## What you are asked to do
Below are some entries. Copy each line that holds the string "WorkMemory".

## Data for review
%%
use arch_core::control::{Cr0, Cr3, Cr4};
use arch_core::env::{ActiveEnvironment, ArchCapability, ArchState};
use arch_core::memory::Memory;
use arch_core::ops::{OpOutcome, PrivilegedOp};
use arch_core::segments::{DescriptorTableReg, SegReg, SegmentSelector};
use arch_core::Exception;
use harness::cases::rep_outs::{self, BUFFER_BASE, TRANSFER_LEN};
use harness::{CaseError, CaseStorage, Context, HarnessConfig, Journal, MachineSnapshot, Observation, PhaseOutcome, Runner, WorkMemory};
use mmu::paging::Access;
use sim::{SimConfig, SimMachine};

const COM3: u16 = 0x3E8;

fn boot() -> SimMachine { SimMachine::boot(&SimConfig::default()).unwrap() }

fn expected_serial() -> Vec<u8> {
    let mut bytes = vec![b'B'; 16];
    bytes.extend(std::iter::repeat(b'A').take(16));
    bytes
}

#[test]
fn rep_outs_crosses_into_the_lower_frame() {
    let mut machine = boot();
    let report = Runner::new(&mut machine, &HarnessConfig::default()).unwrap().run_case(0, &rep_outs::CASE);

    assert!(report.passed(), "{report:?}");
    assert!(report.observations.contains(&Observation::SegmentLimit {
        selector: arch_core::SegmentSelector(0x30),
        limit: Some(0xFFF),
    }));
    assert!(report.observations.contains(&Observation::PortWrite { port: COM3, transferred: TRANSFER_LEN }));
    assert_eq!(machine.serial_output(COM3), expected_serial());
}

#[test]
fn round_trip_restores_everything_but_task_register() {
    let mut machine = boot();
    let before = MachineSnapshot::capture(&machine);
    let es = machine.selector(arch_core::SegReg::ES);

    Runner::new(&mut machine, &HarnessConfig::default()).unwrap().run_case(0, &rep_outs::CASE);

    let mut after = MachineSnapshot::capture(&machine);
    assert_ne!(after.tr, before.tr);
    after.tr = before.tr;
    assert_eq!(after, before);
    assert_eq!(machine.selector(arch_core::SegReg::ES), es);
    assert!(machine.faults().is_empty(), "{:?}", machine.faults());
}

#[test]
fn virtual_pages_are_backed_in_reverse() {
    let mut machine = boot();
    let storage = CaseStorage::new(0x10_0000).unwrap();
    let mut work = WorkMemory::new(0x20_0000, 16).unwrap();
    let mut journal = Journal::new("reverse");
    let mut phases = (rep_outs::CASE.instantiate)(storage);

    {
        let mut cx = Context { env: &mut machine, work: &mut work, journal: &mut journal };
        phases.setup(&mut cx).unwrap();
        phases.exercise(&mut cx).unwrap();
    }
    assert_eq!(work.free_pages(), 13);
    assert_eq!(work.next_free_page(), 0x20_3000);

    let mut page0 = [0u8; 1];
    let mut page1 = [0u8; 1];
    machine.read_linear(0x40_0000, &mut page0, Access::default()).unwrap();
    machine.read_linear(0x40_1000, &mut page1, Access::default()).unwrap();
    assert_eq!((page0[0], page1[0]), (b'B', b'A'));
    // the segment base is 16 bytes short of the page end
    assert_eq!(0x1000 - (BUFFER_BASE & 0xFFF), 16);
    // physically, 'A' sits below 'B'
    assert_eq!(machine.phys().read_u32(0x20_0000).unwrap(), u32::from_le_bytes(*b"AAAA"));
    assert_eq!(machine.phys().read_u32(0x20_1000).unwrap(), u32::from_le_bytes(*b"BBBB"));

    let mut cx = Context { env: &mut machine, work: &mut work, journal: &mut journal };
    phases.teardown(&mut cx).unwrap();
    assert_eq!(phases.teardown(&mut cx), Err(CaseError::MissingSnapshot));
}

#[test]
fn short_pool_fails_exercise_without_touching_tables() {
    let mut machine = boot();
    let config = HarnessConfig { work_pool_pages: 2, ..HarnessConfig::default() };
    let storage = CaseStorage::new(config.storage_base).unwrap();
    let before = MachineSnapshot::capture(&machine);
    let mut runner = Runner::new(&mut machine, &config).unwrap();
    let report = runner.run_case(0, &rep_outs::CASE);

    assert_eq!(report.setup, PhaseOutcome::Passed);
    assert_eq!(
        report.exercise,
        PhaseOutcome::Failed(CaseError::NotEnoughMemory { needed: 3, available: 2 }.to_string())
    );
    assert_eq!(report.teardown, PhaseOutcome::Passed);
    assert_eq!((runner.work().free_pages(), runner.work().next_free_page()), (2, config.work_pool_base));

    // no test descriptor, no page table entries, nothing sent
    let mem = machine.phys();
    let mut slot = [0u8; 8];
    mem.read(storage.gdt() as u64 + 6 * 8, &mut slot).unwrap();
    assert_eq!(slot, [0u8; 8]);
    assert_eq!(mem.read_u32(storage.page_table() as u64).unwrap(), 0);
    assert_eq!(mem.read_u32(storage.page_table() as u64 + 4).unwrap(), 0);
    assert!(machine.serial_output(COM3).is_empty());

    // teardown still put the machine back
    let mut after = MachineSnapshot::capture(&machine);
    after.tr = before.tr;
    assert_eq!(after, before);
    assert!(machine.faults().is_empty(), "{:?}", machine.faults());
}

#[test]
fn consecutive_runs_consume_the_pool_monotonically() {
    let mut machine = boot();
    let config = HarnessConfig::default();
    let mut runner = Runner::new(&mut machine, &config).unwrap();
    assert!(runner.run_case(0, &rep_outs::CASE).passed());
    assert!(runner.run_case(1, &rep_outs::CASE).passed());
    assert_eq!(runner.work().free_pages(), config.work_pool_pages - 6);
    assert_eq!(runner.work().next_free_page(), config.work_pool_base + 6 * 0x1000);

    let mut twice = expected_serial();
    twice.extend(expected_serial());
    assert_eq!(machine.serial_output(COM3), twice);
}

/// A machine that silently keeps DS when asked to load one selector.
struct KeepsDs {
    inner: SimMachine,
    refused: SegmentSelector,
}

impl ArchState for KeepsDs {
    fn gdtr(&self) -> DescriptorTableReg { self.inner.gdtr() }
    fn set_gdtr(&mut self, gdtr: DescriptorTableReg) { self.inner.set_gdtr(gdtr) }
    fn idtr(&self) -> DescriptorTableReg { self.inner.idtr() }
    fn set_idtr(&mut self, idtr: DescriptorTableReg) { self.inner.set_idtr(idtr) }
    fn task_register(&self) -> SegmentSelector { self.inner.task_register() }
    fn set_task_register(&mut self, sel: SegmentSelector) { self.inner.set_task_register(sel) }
    fn cr0(&self) -> Cr0 { self.inner.cr0() }
    fn set_cr0(&mut self, cr0: Cr0) { self.inner.set_cr0(cr0) }
    fn cr3(&self) -> Cr3 { self.inner.cr3() }
    fn set_cr3(&mut self, cr3: Cr3) { self.inner.set_cr3(cr3) }
    fn cr4(&self) -> Cr4 { self.inner.cr4() }
    fn set_cr4(&mut self, cr4: Cr4) { self.inner.set_cr4(cr4) }
    fn selector(&self, seg: SegReg) -> SegmentSelector { self.inner.selector(seg) }

    fn set_selector(&mut self, seg: SegReg, sel: SegmentSelector) {
        if seg == SegReg::DS && sel == self.refused { return; }
        self.inner.set_selector(seg, sel)
    }
}

impl ArchCapability for KeepsDs {
    fn execute(&mut self, op: PrivilegedOp) -> Result<OpOutcome, Exception> { self.inner.execute(op) }
}

impl ActiveEnvironment for KeepsDs {
    fn memory(&mut self) -> &mut dyn Memory { self.inner.memory() }
    fn init_serial(&mut self, port: u16) { self.inner.init_serial(port) }
}

#[test]
fn segment_limit_is_filed_under_the_selector_actually_loaded() {
    let test_sel = SegmentSelector(0x30);
    let mut env = KeepsDs { inner: boot(), refused: test_sel };
    let report = Runner::new(&mut env, &HarnessConfig::default()).unwrap().run_case(0, &rep_outs::CASE);
    assert!(report.passed(), "{report:?}");

    let limits: Vec<_> = report
        .observations
        .iter()
        .filter_map(|obs| match obs {
            Observation::SegmentLimit { selector, limit } => Some((*selector, *limit)),
            _ => None,
        })
        .collect();
    // the flat case data segment stayed in DS
    assert_eq!(limits, vec![(SegmentSelector(0x10), Some(0xFFFF_FFFF))]);
    assert!(report.observations.iter().any(|obs| matches!(obs, Observation::Note(text) if text.contains("refused"))));
}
%%
## Output
use harness::{CaseError, CaseStorage, Context, HarnessConfig, Journal, MachineSnapshot, Observation, PhaseOutcome, Runner, WorkMemory};
    let mut work = WorkMemory::new(0x20_0000, 16).unwrap();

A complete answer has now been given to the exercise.